Übertreiben Sie es nicht! Nehmen Sie die Menschen mit, vor allem die, die oftmals die inkohärenten, in sich widersprüchlichen und nicht nachvollziehbaren Maßnahmen, die wir in unserem Änderungsantrag benennen, nicht mehr verstehen. Unterstützen Sie jenseits parteitaktische Spielchen unseren in dieser Sachlage richtigen Antrag.

[Beifall bei der AfD]

Es folgt für die AfD-Fraktion der Herr Abgeordnete Trefzer. – Bitte schön!
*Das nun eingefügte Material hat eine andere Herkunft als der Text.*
//! Query expression trees.
//!
//! Constraints are written as `path__operator` expressions and combined with
//! `&`, `|` and `!`:
//!
//! ```ignore
//! use docmodel::query::Q;
//!
//! let adults = Q::new("age__gte", 18) & Q::new("age__lt", 65);
//! let parisian = Q::new("address__city__istartswith", "par");
//! let filter = adults | !parisian;
//! ```

use std::ops::{BitAnd, BitOr, Not};

use crate::{query::Operator, value::Value};

/// A boolean tree of field constraints.
#[derive(Debug, Clone, PartialEq)]
pub enum QueryNode {
    Leaf {
        /// Dotted attribute path, using attribute names.
        field_path: String,
        operator: Operator,
        value: Value,
    },
    And(Vec<QueryNode>),
    Or(Vec<QueryNode>),
    Not(Box<QueryNode>),
}

impl QueryNode {
    pub fn leaf(field_path: impl Into<String>, operator: Operator, value: impl Into<Value>) -> Self {
        QueryNode::Leaf {
            field_path: field_path.into(),
            operator,
            value: value.into(),
        }
    }

    /// Combines with another node using logical AND, appending to an existing AND.
    pub fn and(self, other: QueryNode) -> Self {
        match self {
            QueryNode::And(mut children) => {
                children.push(other);
                QueryNode::And(children)
            }
            _ => QueryNode::And(vec![self, other]),
        }
    }

    /// Combines with another node using logical OR, appending to an existing OR.
    pub fn or(self, other: QueryNode) -> Self {
        match self {
            QueryNode::Or(mut children) => {
                children.push(other);
                QueryNode::Or(children)
            }
            _ => QueryNode::Or(vec![self, other]),
        }
    }

    pub fn negate(self) -> Self {
        QueryNode::Not(Box::new(self))
    }

    /// Rewrites the tree into canonical form.
    ///
    /// Nested nodes of the same kind are flattened and single-child groups
    /// collapse. Negation is pushed down to the leaves: double negation cancels,
    /// And/Or swap under negation, and `eq`/`ne`, `in`/`nin` and `exists`
    /// leaves are inverted. Other negated leaves stay wrapped in `Not`.
    pub fn normalize(self) -> Self {
        match self {
            QueryNode::Leaf { .. } => self,
            QueryNode::And(children) => Self::flatten(children, true),
            QueryNode::Or(children) => Self::flatten(children, false),
            QueryNode::Not(child) => child.normalize().complement(),
        }
    }

    fn flatten(children: Vec<QueryNode>, conjunction: bool) -> Self {
        let mut flat = Vec::with_capacity(children.len());

        for child in children {
            match (child.normalize(), conjunction) {
                (QueryNode::And(nested), true) | (QueryNode::Or(nested), false) => flat.extend(nested),
                (other, _) => flat.push(other),
            }
        }

        if flat.len() == 1 {
            if let Some(only) = flat.pop() {
                return only;
            }
        }

        if conjunction { QueryNode::And(flat) } else { QueryNode::Or(flat) }
    }

    /// Negation of an already normalized node.
    fn complement(self) -> Self {
        match self {
            QueryNode::Not(child) => *child,
            QueryNode::Leaf {
                field_path,
                operator: Operator::Exists,
                value: Value::Bool(exists),
            } => QueryNode::Leaf {
                field_path,
                operator: Operator::Exists,
                value: Value::Bool(!exists),
            },
            QueryNode::Leaf {
                field_path,
                operator,
                value,
            } => match operator.inverse() {
                Some(inverse) => QueryNode::Leaf {
                    field_path,
                    operator: inverse,
                    value,
                },
                None => QueryNode::Not(Box::new(QueryNode::Leaf {
                    field_path,
                    operator,
                    value,
                })),
            },
            QueryNode::And(children) => QueryNode::Or(children.into_iter().map(Self::complement).collect()),
            QueryNode::Or(children) => QueryNode::And(children.into_iter().map(Self::complement).collect()),
        }
    }
}

/// A query expression under construction.
#[derive(Debug, Clone, PartialEq)]
pub struct Q(QueryNode);

impl Q {
    /// Parses a `path__operator` expression. `__` separates path segments; a
    /// missing operator means equality, and a `not` segment before the operator
    /// negates the constraint.
    pub fn new(expression: &str, value: impl Into<Value>) -> Self {
        let mut parts: Vec<&str> = expression.split("__").collect();
        let mut operator = Operator::Eq;

        if parts.len() > 1 {
            if let Some(parsed) = parts.last().and_then(|token| Operator::from_token(token)) {
                operator = parsed;
                parts.pop();
            }
        }

        let negated = parts.len() > 1 && parts.last() == Some(&"not");
        if negated {
            parts.pop();
        }

        let leaf = QueryNode::leaf(parts.join("."), operator, value);
        Q(if negated { leaf.negate() } else { leaf })
    }

    /// A full-text search constraint.
    pub fn text(search: impl Into<String>) -> Self {
        Q(QueryNode::leaf("", Operator::Text, Value::String(search.into())))
    }

    pub fn into_node(self) -> QueryNode {
        self.0
    }

    pub fn node(&self) -> &QueryNode {
        &self.0
    }
}

impl From<Q> for QueryNode {
    fn from(q: Q) -> Self {
        q.0
    }
}

impl From<QueryNode> for Q {
    fn from(node: QueryNode) -> Self {
        Q(node)
    }
}

impl BitAnd for Q {
    type Output = Q;

    fn bitand(self, rhs: Q) -> Q {
        Q(self.0.and(rhs.0))
    }
}

impl BitOr for Q {
    type Output = Q;

    fn bitor(self, rhs: Q) -> Q {
        Q(self.0.or(rhs.0))
    }
}

impl Not for Q {
    type Output = Q;

    fn not(self) -> Q {
        Q(self.0.negate())
    }
}

#[cfg(test)]
mod tests {
    use super::*;

    #[test]
    fn test_expression_parsing() {
        assert_eq!(
            Q::new("address__city__startswith", "Par").into_node(),
            QueryNode::leaf("address.city", Operator::StartsWith, "Par")
        );
        assert_eq!(Q::new("age", 3).into_node(), QueryNode::leaf("age", Operator::Eq, 3));
        assert_eq!(
            Q::new("age__not__gt", 3).into_node(),
            QueryNode::leaf("age", Operator::Gt, 3).negate()
        );
        // A lone segment is always a path, even if it names an operator.
        assert_eq!(Q::new("size", 3).into_node(), QueryNode::leaf("size", Operator::Eq, 3));
    }

    #[test]
    fn test_negated_equality_becomes_ne() {
        assert_eq!((!Q::new("a", 1)).into_node().normalize(), Q::new("a__ne", 1).into_node());
        assert_eq!(
            (!Q::new("a__in", vec![1, 2])).into_node().normalize(),
            QueryNode::leaf("a", Operator::Nin, vec![1, 2])
        );
        assert_eq!(
            (!Q::new("a__exists", true)).into_node().normalize(),
            QueryNode::leaf("a", Operator::Exists, false)
        );
    }

    #[test]
    fn test_double_negation_cancels() {
        let node = (!!Q::new("a__gt", 1)).into_node().normalize();
        assert_eq!(node, QueryNode::leaf("a", Operator::Gt, 1));
    }

    #[test]
    fn test_de_morgan() {
        let node = (!(Q::new("a", 1) & Q::new("b__gt", 2))).into_node().normalize();

        assert_eq!(
            node,
            QueryNode::Or(vec![
                QueryNode::leaf("a", Operator::Ne, 1),
                QueryNode::leaf("b", Operator::Gt, 2).negate(),
            ])
        );
    }

    #[test]
    fn test_flattening() {
        let node = ((Q::new("a", 1) & Q::new("b", 2)) & (Q::new("c", 3) & Q::new("d", 4)))
            .into_node()
            .normalize();

        let QueryNode::And(children) = node else {
            panic!("expected a conjunction");
        };
        assert_eq!(children.len(), 4);

        let single = QueryNode::Or(vec![QueryNode::leaf("a", Operator::Eq, 1)]).normalize();
        assert_eq!(single, QueryNode::leaf("a", Operator::Eq, 1));
    }
}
Frau Präsidentin! Meine Damen und Herren! Liebe Frau Kittler! Lassen Sie mich zunächst mit einem verfahrenstechnischen Hinweis einsteigen: Wenn Sie mit der Schließung der Kultureinrichtungen in Berlin nicht einverstanden sind, bringen Sie bitte einen Änderungsantrag hier in dieses Haus ein oder stimmen Sie unserem Änderungsantrag zu, aber tun Sie nicht so, als ginge Sie das nichts an und das wäre die Angelegenheit der Bundesebene. Das ist nämlich unsere Angelegenheit hier in diesem Haus.

[Beifall bei der AfD]

Gestatten Sie mir noch einen Hinweis auch an den Regierenden Bürgermeister: Der Ministerpräsident von Thüringen war vielleicht nicht ganz schlecht beraten, als er am Ende der Ministerpräsidentenkonferenz einen Vorbehalt formuliert hat, als er nämlich gesagt hat: Ich kann dem nur zustimmen, nachdem meine entsprechenden Parlamentsgremien damit befasst waren. Das wäre vielleicht auch für Berlin ganz sinnvoll gewesen.